Bast, o amado protetor dos gatos

Ela é a protetora de gatos, mulheres e crianças. Os antigos egípcios celebravam sua festa em 31 de outubro com alegria, música, dança nas ruas e bebidas com os amigos – o tipo de feriado que reconheceríamos instantaneamente.

Um grande festival de uma semana foi realizado na cidade sagrada de Bubastis atraindo devotos de todo o país para celebrar ao longo das margens do rio e pelas ruas da cidade. Heródoto fala de multidões aumentando para 700.000. Infelizmente, Bast e seu dia de festa são esquecidos nos tempos modernos, mas talvez você possa dizer que o Halloween foi originalmente celebrado como a Festa de Bast.

Ela detém os mistérios do gato em seu poder – aqueles animais magnéticos com um forte poder de fascinar ou repelir. Vamos ser sinceros, todos nós vamos admitir que ou amamos gatos ou não suportamos vê-los. Historicamente, o gato foi dotado de poder arquetípico no Egito, onde passou a ser considerado um animal sagrado. Pois o gato é identificado com Bast e ela é mais reconhecida por seu retrato como uma mulher com a cabeça de um gato. Quando um gato se enrola com a cabeça tocando o rabo, ele forma um círculo, o símbolo da eternidade, o símbolo da deusa em qualquer forma que ela tenha escolhido.

Bast é a Deusa do sol nascente, da lua, da verdade, da iluminação, da sensualidade, da fertilidade, da generosidade, do nascimento, da fartura, do lar, da música e da dança. Ela era a deusa amada e a protetora das mulheres, crianças pequenas e gatos domésticos.

Bast era o possuidor do Olho de Hórus, o utchat sagrado. Com o tempo, o utchat tornou-se mais associado aos gatos e muitas vezes tinha a forma de um gato. As mulheres egípcias usavam esses amuletos de gato como símbolos de fertilidade, rezando para ter tantos filhos quanto os gatos têm gatinhos

Nossos nomes modernos para o gato são derivados da palavra utchat: cat, chat, cattus, gatus, gatous, gato, katt, katte, kitte, kitty, etc. Palavras indo-européias para o gato: pasht, passado, pushd, pusst e puss

Os Wildcats do Egito primeiro viveram nos pântanos e pântanos ao longo do Nilo. Com o passar do tempo, e as pessoas começaram a cultivar grãos e outros alimentos e mantê-los por longos períodos de tempo, roedores e outros vermes começaram a prosperar. O gato selvagem era venerado por sua ferocidade e rapacidade, qualidades que costumava manter sob controle a população de roedores, qualidades que também compartilhava com o leão. Que benção foi o Wildcat para os egípcios!

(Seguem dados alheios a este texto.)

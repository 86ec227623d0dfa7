//! Workflow and step entities

use chrono::{DateTime, Utc};
use serde::{Deserialize, Serialize};

use super::error::WorkflowError;
use super::ids::{StepId, TriggerId, WorkflowId};
use super::step_types::StepKind;

/// A step within a workflow
#[derive(Debug, Clone, Serialize, Deserialize, PartialEq)]
pub struct Step {
    id: StepId,

    /// Owning workflow
    workflow_id: WorkflowId,

    /// Display name
    name: String,

    /// The step type and configuration
    #[serde(flatten)]
    kind: StepKind,
}

impl Step {
    pub fn new(
        id: StepId,
        workflow_id: WorkflowId,
        name: impl Into<String>,
        kind: StepKind,
    ) -> Self {
        Self {
            id,
            workflow_id,
            name: name.into(),
            kind,
        }
    }

    pub fn id(&self) -> &StepId {
        &self.id
    }

    pub fn workflow_id(&self) -> &WorkflowId {
        &self.workflow_id
    }

    pub fn name(&self) -> &str {
        &self.name
    }

    pub fn kind(&self) -> &StepKind {
        &self.kind
    }

    pub fn kind_mut(&mut self) -> &mut StepKind {
        &mut self.kind
    }

    pub fn template(&self) -> Option<&str> {
        self.kind.template()
    }

    pub fn set_name(&mut self, name: impl Into<String>) {
        self.name = name.into();
    }

    /// Replace the prompt template. Stop-checkers have none.
    pub fn set_template(&mut self, template: impl Into<String>) -> Result<(), WorkflowError> {
        match &mut self.kind {
            StepKind::LanguageModel(step) => step.system_prompt = template.into(),
            StepKind::Agent(step) => step.system_prompt = template.into(),
            StepKind::StopChecker(_) => {
                return Err(WorkflowError::validation(format!(
                    "Step '{}' is a stop checker and has no template",
                    self.id
                )));
            }
        }
        Ok(())
    }
}

/// A workflow definition: ordered step ids plus at most one trigger
#[derive(Debug, Clone, Serialize, Deserialize)]
pub struct Workflow {
    /// Unique workflow identifier
    id: WorkflowId,

    /// Human-readable name
    name: String,

    /// Optional description
    #[serde(default, skip_serializing_if = "Option::is_none")]
    description: Option<String>,

    /// Whether the trigger may launch runs
    #[serde(default = "default_active")]
    active: bool,

    /// Step ids in execution order
    #[serde(default)]
    steps: Vec<StepId>,

    /// The workflow's trigger, if one is set
    #[serde(default, skip_serializing_if = "Option::is_none")]
    trigger_id: Option<TriggerId>,

    /// Configuration version (increments on structural changes)
    #[serde(default = "default_version")]
    version: u32,

    #[serde(default = "Utc::now")]
    created_at: DateTime<Utc>,

    #[serde(default = "Utc::now")]
    updated_at: DateTime<Utc>,
}

fn default_active() -> bool {
    true
}

fn default_version() -> u32 {
    1
}

impl Workflow {
    /// Create a new, active workflow with no steps
    pub fn new(id: WorkflowId, name: impl Into<String>) -> Self {
        let now = Utc::now();
        Self {
            id,
            name: name.into(),
            description: None,
            active: true,
            steps: Vec::new(),
            trigger_id: None,
            version: 1,
            created_at: now,
            updated_at: now,
        }
    }

    // Builder methods

    pub fn with_description(mut self, description: impl Into<String>) -> Self {
        self.description = Some(description.into());
        self
    }

    pub fn with_active(mut self, active: bool) -> Self {
        self.active = active;
        self
    }

    // Getters

    pub fn id(&self) -> &WorkflowId {
        &self.id
    }

    pub fn name(&self) -> &str {
        &self.name
    }

    pub fn description(&self) -> Option<&str> {
        self.description.as_deref()
    }

    pub fn is_active(&self) -> bool {
        self.active
    }

    pub fn step_ids(&self) -> &[StepId] {
        &self.steps
    }

    pub fn trigger_id(&self) -> Option<&TriggerId> {
        self.trigger_id.as_ref()
    }

    pub fn version(&self) -> u32 {
        self.version
    }

    pub fn created_at(&self) -> DateTime<Utc> {
        self.created_at
    }

    pub fn updated_at(&self) -> DateTime<Utc> {
        self.updated_at
    }

    pub fn step_count(&self) -> usize {
        self.steps.len()
    }

    pub fn position_of(&self, id: &StepId) -> Option<usize> {
        self.steps.iter().position(|s| s == id)
    }

    // Mutations

    pub fn set_name(&mut self, name: impl Into<String>) {
        self.name = name.into();
        self.touch();
    }

    pub fn set_description(&mut self, description: Option<String>) {
        self.description = description;
        self.touch();
    }

    pub fn set_active(&mut self, active: bool) {
        self.active = active;
        self.touch();
    }

    /// Insert a step at `position` (appended when `None` or past the end)
    pub fn insert_step(&mut self, id: StepId, position: Option<usize>) -> Result<usize, WorkflowError> {
        if self.steps.contains(&id) {
            return Err(WorkflowError::duplicate_step(id.as_str()));
        }

        let index = position.unwrap_or(self.steps.len()).min(self.steps.len());
        self.steps.insert(index, id);
        self.increment_version();
        Ok(index)
    }

    /// Remove a step from the order. Later steps move up by one.
    pub fn remove_step(&mut self, id: &StepId) -> bool {
        match self.position_of(id) {
            Some(index) => {
                self.steps.remove(index);
                self.increment_version();
                true
            }
            None => false,
        }
    }

    /// Move a step to a new index, shifting the ones in between
    pub fn move_step(&mut self, id: &StepId, index: usize) -> Result<(), WorkflowError> {
        let from = self
            .position_of(id)
            .ok_or_else(|| WorkflowError::step_not_found(id.as_str()))?;

        if index >= self.steps.len() {
            return Err(WorkflowError::validation(format!(
                "Step index {} out of range for {} steps",
                index,
                self.steps.len()
            )));
        }

        let step = self.steps.remove(from);
        self.steps.insert(index, step);
        self.increment_version();
        Ok(())
    }

    pub fn set_trigger(&mut self, id: TriggerId) {
        self.trigger_id = Some(id);
        self.increment_version();
    }

    pub fn clear_trigger(&mut self) -> Option<TriggerId> {
        let previous = self.trigger_id.take();
        if previous.is_some() {
            self.increment_version();
        }
        previous
    }

    /// Check the step order has no duplicate entries
    pub fn validate(&self) -> Result<(), WorkflowError> {
        for (index, id) in self.steps.iter().enumerate() {
            if self.steps[..index].contains(id) {
                return Err(WorkflowError::duplicate_step(id.as_str()));
            }
        }
        Ok(())
    }

    fn touch(&mut self) {
        self.updated_at = Utc::now();
    }

    fn increment_version(&mut self) {
        self.version += 1;
        self.touch();
    }
}

#[cfg(test)]
mod tests {
    use super::*;
    use crate::domain::workflow::step_types::{CheckMode, LanguageModelStep, StepReference, StopCheckerStep};

    fn wf() -> Workflow {
        Workflow::new(WorkflowId::new("triage").unwrap(), "Triage")
    }

    fn sid(s: &str) -> StepId {
        StepId::new(s).unwrap()
    }

    #[test]
    fn test_workflow_creation() {
        let workflow = wf().with_description("Sorts inbound mail");

        assert_eq!(workflow.id().as_str(), "triage");
        assert_eq!(workflow.name(), "Triage");
        assert_eq!(workflow.description(), Some("Sorts inbound mail"));
        assert!(workflow.is_active());
        assert_eq!(workflow.version(), 1);
        assert_eq!(workflow.step_count(), 0);
        assert!(workflow.trigger_id().is_none());
    }

    #[test]
    fn test_insert_and_reorder_steps() {
        let mut workflow = wf();
        workflow.insert_step(sid("a"), None).unwrap();
        workflow.insert_step(sid("c"), None).unwrap();
        assert_eq!(workflow.insert_step(sid("b"), Some(1)).unwrap(), 1);
        assert_eq!(workflow.step_ids(), &[sid("a"), sid("b"), sid("c")]);

        workflow.move_step(&sid("c"), 0).unwrap();
        assert_eq!(workflow.step_ids(), &[sid("c"), sid("a"), sid("b")]);

        assert!(workflow.move_step(&sid("c"), 3).is_err());
        assert!(workflow.move_step(&sid("zz"), 0).is_err());
        assert_eq!(workflow.version(), 5);
    }

    #[test]
    fn test_insert_duplicate_rejected() {
        let mut workflow = wf();
        workflow.insert_step(sid("a"), None).unwrap();
        let err = workflow.insert_step(sid("a"), Some(0)).unwrap_err();
        assert_eq!(err, WorkflowError::duplicate_step("a"));
    }

    #[test]
    fn test_insert_position_clamped() {
        let mut workflow = wf();
        assert_eq!(workflow.insert_step(sid("a"), Some(10)).unwrap(), 0);
    }

    #[test]
    fn test_remove_step() {
        let mut workflow = wf();
        workflow.insert_step(sid("a"), None).unwrap();
        workflow.insert_step(sid("b"), None).unwrap();

        assert!(workflow.remove_step(&sid("a")));
        assert!(!workflow.remove_step(&sid("a")));
        assert_eq!(workflow.position_of(&sid("b")), Some(0));
    }

    #[test]
    fn test_trigger_slot() {
        let mut workflow = wf();
        workflow.set_trigger(TriggerId::new("t1").unwrap());
        workflow.set_trigger(TriggerId::new("t2").unwrap());
        assert_eq!(workflow.trigger_id().unwrap().as_str(), "t2");

        assert_eq!(workflow.clear_trigger().unwrap().as_str(), "t2");
        assert!(workflow.clear_trigger().is_none());
    }

    #[test]
    fn test_validate_rejects_duplicates_from_wire() {
        let json = r#"{"id":"w","name":"W","steps":["a","b","a"]}"#;
        let workflow: Workflow = serde_json::from_str(json).unwrap();
        assert_eq!(workflow.validate().unwrap_err(), WorkflowError::duplicate_step("a"));
    }

    #[test]
    fn test_step_template_editing() {
        let mut step = Step::new(
            sid("summary"),
            WorkflowId::new("triage").unwrap(),
            "Summary",
            StepKind::LanguageModel(LanguageModelStep::new("gpt-4o", "old")),
        );
        step.set_template("new <<trigger_output>>").unwrap();
        assert_eq!(step.template(), Some("new <<trigger_output>>"));

        let mut checker = Step::new(
            sid("gate"),
            WorkflowId::new("triage").unwrap(),
            "Gate",
            StepKind::StopChecker(StopCheckerStep::new(StepReference::Trigger, CheckMode::StopIfContains)),
        );
        assert!(checker.set_template("x").is_err());
    }

    #[test]
    fn test_step_serialization_flattens_kind() {
        let step = Step::new(
            sid("summary"),
            WorkflowId::new("triage").unwrap(),
            "Summary",
            StepKind::LanguageModel(LanguageModelStep::new("gpt-4o", "Summarize")),
        );

        let json = serde_json::to_value(&step).unwrap();
        assert_eq!(json["id"], "summary");
        assert_eq!(json["type"], "language_model");
        assert_eq!(json["system_prompt"], "Summarize");

        let back: Step = serde_json::from_value(json).unwrap();
        assert_eq!(back, step);
    }
}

Os gatos domésticos que conhecemos hoje são todos descendentes do Felix Sylvesteris, o Wildcat da África e amigo do fazendeiro egípcio. E assim começou o longo processo de domesticação. Como o gato foi identificado com Bast, então Bast ganhou enorme popularidade a partir de 1000 aC. Os instintos de caça felina foram honrados, mas também o lado mais gentil do gato como uma mãe calorosa e amorosa para seus gatinhos.

Os antigos egípcios devem ter apreciado verdadeiramente a beleza das criaturas selvagens, eles pegaram os aspectos assustadores dos animais e transformaram a ferocidade em proteção benéfica. Seus deuses possuíam traços animais como a precisão do falcão e a força do touro. Então, vemos em Bast a graça e elegância de um gato, a agilidade, força, velocidade e garras mortais. Ela possui o charme, a paciência e a natureza afetuosa de um gato doméstico, bem como o potencial para a força bruta bruta de uma leoa.

Ela também tem o dom, como todos os gatos, de olhar profundamente em sua alma.

E é fácil ver por que Bast tem sido associado ao prazer, música e dança por milênios. Basta pensar em seu próprio gato em busca de conforto que adora ser acariciado e acariciado. Os gatos também adoram brincar, com seus movimentos graciosos e ronronando como acompanhamento musical, deliciando-se com a coordenação do movimento.

Hoje, as ruínas marcam a alegre cidade de Bubastis, o outrora orgulhoso templo nada mais é do que blocos caídos. No entanto, o nome de Bast perdura. Por pelo menos 5.000 anos houve muitos que elogiaram seu nome. Muitos ainda o fazem hoje.

Reserve um momento para homenagear esta antiga deusa egípcia. Acenda uma vela verde, sua cor sagrada, e seja carinhoso com um gato, seu querido animal. Quando você se dirigir a um gato, lembre-se de que está falando com uma pequena divindade e uma criatura amada por Bast.